Lawmakers should overturn existing laws and oppose any proposed legislation that would allow medical professionals to deny patients abortion and sterilization procedures (or other services),
and/or enable pharmacists, based on their personal religious beliefs, to refuse to fill lawful prescriptions for contraception, including emergency contraception.
Religious Exemptions From Contraceptive Coverage
Under the Affordable Care Act, the Department of Health and Human Services (HHS) provides an exemption from providing contraceptive care that includes all nonprofit organizations that claim a tax exemption as a “religious employer.” In the 2014 Burwell v. Hobby Lobby case, the Supreme Court expanded that exemption to include closely held for-profit companies if the owners object to the contraceptive coverage on religious grounds.

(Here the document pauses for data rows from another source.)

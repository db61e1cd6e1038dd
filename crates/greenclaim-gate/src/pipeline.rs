//! Decision pipeline
//!
//! Composes the stages of one evaluation:
//!
//! ```text
//! ClaimRecord -> synthesize -> DocumentGate --Compliant--> SemanticStage -> OverrideChain
//!                                   |
//!                                   +--GreenwashingRisk--> done, no semantic verdict
//! ```
//!
//! The pipeline holds no per-evaluation state. Predictors are shared through
//! `Arc`, so one pipeline serves concurrent evaluations and the same record
//! always yields the same verdict.

use crate::document::DocumentGate;
use crate::overrides::OverrideChain;
use crate::rules::CertificationRules;
use crate::semantic::SemanticStage;
use crate::{GateConfig, GateError};
use greenclaim_domain::traits::{DocumentClassifier, EmbeddingProvider, SemanticClassifier};
use greenclaim_domain::{synthesize, ClaimRecord, FinalVerdict};
use std::fmt::Display;
use std::sync::Arc;
use tracing::{debug, info};

/// Full two-stage evaluation of a claim record
pub struct DecisionPipeline<E, D, S> {
    gate: DocumentGate<E, D>,
    semantic: SemanticStage<E, S>,
    overrides: OverrideChain,
    config: GateConfig,
}

impl<E, D, S> DecisionPipeline<E, D, S>
where
    E: EmbeddingProvider,
    D: DocumentClassifier,
    S: SemanticClassifier,
    E::Error: Display,
    D::Error: Display,
    S::Error: Display,
{
    /// Assemble a pipeline
    ///
    /// Fails when the configuration is invalid or when the classifiers were
    /// trained for a different embedding dimension: the document classifier
    /// takes two concatenated embeddings, the semantic classifier one.
    pub fn new(
        embedder: Arc<E>,
        document_classifier: Arc<D>,
        semantic_classifier: Arc<S>,
        config: GateConfig,
    ) -> Result<Self, GateError> {
        config.validate().map_err(GateError::Config)?;

        let dimension = embedder.dimension();
        if document_classifier.input_dim() != 2 * dimension {
            return Err(GateError::Config(format!(
                "Document classifier expects {} features, embedder produces 2 x {}",
                document_classifier.input_dim(),
                dimension
            )));
        }
        if semantic_classifier.input_dim() != dimension {
            return Err(GateError::Config(format!(
                "Semantic classifier expects {} features, embedder produces {}",
                semantic_classifier.input_dim(),
                dimension
            )));
        }

        let vocabulary = config.vocabulary();
        debug!(locale = ?config.locale, dimension, "Assembled decision pipeline");

        Ok(Self {
            gate: DocumentGate::new(
                Arc::clone(&embedder),
                document_classifier,
                CertificationRules::new(vocabulary.clone()),
            ),
            semantic: SemanticStage::new(embedder, semantic_classifier),
            overrides: OverrideChain::new(vocabulary, config.percentage_tolerance),
            config,
        })
    }

    /// Configuration in effect
    pub fn config(&self) -> &GateConfig {
        &self.config
    }

    /// Evaluate one record
    pub fn run(&self, record: &ClaimRecord) -> Result<FinalVerdict, GateError> {
        record.validate()?;

        let document = synthesize(record);
        debug!(claim_text = %document.claim_text, "Synthesized support document");

        let document_verdict = self.gate.evaluate_with(record, &document)?;
        if !document_verdict.is_compliant() {
            info!(
                label = %document_verdict.label,
                confidence = document_verdict.confidence,
                "Evaluation complete"
            );
            return Ok(FinalVerdict {
                document: document_verdict,
                semantic: None,
            });
        }

        let initial = self.semantic.classify(&record.assertion)?;
        let trace = self.overrides.trace(initial, record, &document);
        if !trace.applied.is_empty() {
            debug!(applied = ?trace.applied, terminated = trace.terminated, "Override chain");
        }

        info!(
            label = %document_verdict.label,
            confidence = document_verdict.confidence,
            category = %trace.verdict.category,
            "Evaluation complete"
        );

        Ok(FinalVerdict {
            document: document_verdict,
            semantic: Some(trace.verdict),
        })
    }
}

#[cfg(test)]
mod tests {
    use super::*;
    use crate::document::{COMPLIANT_RATIONALE, UNCERTIFIED_LOGO_RATIONALE};
    use crate::mocks::{FixedDocumentClassifier, FixedSemanticClassifier, StubEmbedder};
    use crate::overrides::OverrideRule;
    use greenclaim_domain::{Certification, DocumentLabel, InputError, SemanticCategory};

    type TestPipeline = DecisionPipeline<StubEmbedder, FixedDocumentClassifier, FixedSemanticClassifier>;

    fn pipeline(
        document: FixedDocumentClassifier,
        semantic: FixedSemanticClassifier,
    ) -> TestPipeline {
        DecisionPipeline::new(
            Arc::new(StubEmbedder::new(4)),
            Arc::new(document),
            Arc::new(semantic),
            GateConfig::default(),
        )
        .unwrap()
    }

    #[test]
    fn test_compliant_runs_semantic_stage() {
        let semantic = FixedSemanticClassifier::new(SemanticCategory::Valid, 4);
        let pipeline = pipeline(FixedDocumentClassifier::new(0, 0.9, 8), semantic.clone());
        let mut record = ClaimRecord::new("Packaging made from 80% recycled paper").with_percentage("80%");
        record.has_uploaded_evidence = true;

        let verdict = pipeline.run(&record).unwrap();
        assert_eq!(verdict.document.label, DocumentLabel::Compliant);
        assert_eq!(verdict.document.rationale, COMPLIANT_RATIONALE);
        assert_eq!(verdict.semantic.unwrap().category, SemanticCategory::Valid);
        assert_eq!(semantic.call_count(), 1);
    }

    #[test]
    fn test_risk_skips_semantic_stage() {
        let semantic = FixedSemanticClassifier::new(SemanticCategory::Valid, 4);
        let pipeline = pipeline(FixedDocumentClassifier::new(0, 0.9, 8), semantic.clone());
        let record = ClaimRecord::new("Eco bottle").with_green_logo(false);

        let verdict = pipeline.run(&record).unwrap();
        assert_eq!(verdict.document.rationale, UNCERTIFIED_LOGO_RATIONALE);
        assert!(verdict.semantic.is_none());
        assert_eq!(semantic.call_count(), 0);
    }

    #[test]
    fn test_overrides_applied_after_classifier() {
        let pipeline = pipeline(
            FixedDocumentClassifier::new(0, 0.9, 8),
            FixedSemanticClassifier::new(SemanticCategory::Valid, 4),
        );
        let record = ClaimRecord::new("Carbon neutral delivery")
            .with_certification(Certification::Pas2060)
            .with_carbon_neutrality(greenclaim_domain::NeutralityBasis::DirectReduction, false);

        let semantic = pipeline.run(&record).unwrap().semantic.unwrap();
        assert_eq!(semantic.category, SemanticCategory::Ambiguous);
        assert_eq!(semantic.rationale, OverrideRule::NeutralityPlanInconsistency.rationale());
    }

    #[test]
    fn test_invalid_record_rejected_before_predictors() {
        let document = FixedDocumentClassifier::new(0, 0.9, 8);
        let pipeline = pipeline(document.clone(), FixedSemanticClassifier::new(SemanticCategory::Valid, 4));

        let result = pipeline.run(&ClaimRecord::new(""));
        assert!(matches!(result, Err(GateError::Input(InputError::MissingAssertion))));
        assert_eq!(document.call_count(), 0);
    }

    #[test]
    fn test_document_dimension_mismatch() {
        let result = DecisionPipeline::new(
            Arc::new(StubEmbedder::new(4)),
            Arc::new(FixedDocumentClassifier::new(0, 0.9, 4)),
            Arc::new(FixedSemanticClassifier::new(SemanticCategory::Valid, 4)),
            GateConfig::default(),
        );
        assert!(matches!(result, Err(GateError::Config(_))));
    }

    #[test]
    fn test_semantic_dimension_mismatch() {
        let result = DecisionPipeline::new(
            Arc::new(StubEmbedder::new(4)),
            Arc::new(FixedDocumentClassifier::new(0, 0.9, 8)),
            Arc::new(FixedSemanticClassifier::new(SemanticCategory::Valid, 8)),
            GateConfig::default(),
        );
        assert!(matches!(result, Err(GateError::Config(_))));
    }

    #[test]
    fn test_invalid_config_rejected() {
        let config = GateConfig {
            percentage_tolerance: 500,
            ..GateConfig::default()
        };
        let result = DecisionPipeline::new(
            Arc::new(StubEmbedder::new(4)),
            Arc::new(FixedDocumentClassifier::new(0, 0.9, 8)),
            Arc::new(FixedSemanticClassifier::new(SemanticCategory::Valid, 4)),
            config,
        );
        assert!(matches!(result, Err(GateError::Config(_))));
    }

    #[test]
    fn test_strict_config_tightens_percentage_rule() {
        let mut record = ClaimRecord::new("Contains 50% recycled plastic").with_percentage("47");
        record.has_uploaded_evidence = true;

        let default = pipeline(
            FixedDocumentClassifier::new(0, 0.9, 8),
            FixedSemanticClassifier::new(SemanticCategory::Valid, 4),
        );
        assert_eq!(default.run(&record).unwrap().semantic.unwrap().category, SemanticCategory::Valid);

        let strict = DecisionPipeline::new(
            Arc::new(StubEmbedder::new(4)),
            Arc::new(FixedDocumentClassifier::new(0, 0.9, 8)),
            Arc::new(FixedSemanticClassifier::new(SemanticCategory::Valid, 4)),
            GateConfig::strict(),
        )
        .unwrap();
        assert_eq!(strict.run(&record).unwrap().semantic.unwrap().category, SemanticCategory::Misleading);
    }
}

The employees of these companies and organizations may still receive contraceptive coverage through a third-party once the employers notify HHS of their intent not to provide coverage via an email or a one-page form. Some Catholic groups challenged this notice requirement, claiming that under the Religious Freedom Restoration Act, their religious exercise was burdened. The appeals courts split on the issue. However, in 2016 in Zubik v. Burwell the Supreme Court ordered that the government and objecting parties to reach an accommodation that satisfies religious exercise and ensures employees receive full and equal health coverage, including the contraceptive coverage.
The contraceptive coverage requirement of the Affordable Care Act is intended to serve the compelling public health and gender equity goals and is in no way targeted at religion or religious practices, keeping in line with First Amendment jurisprudence.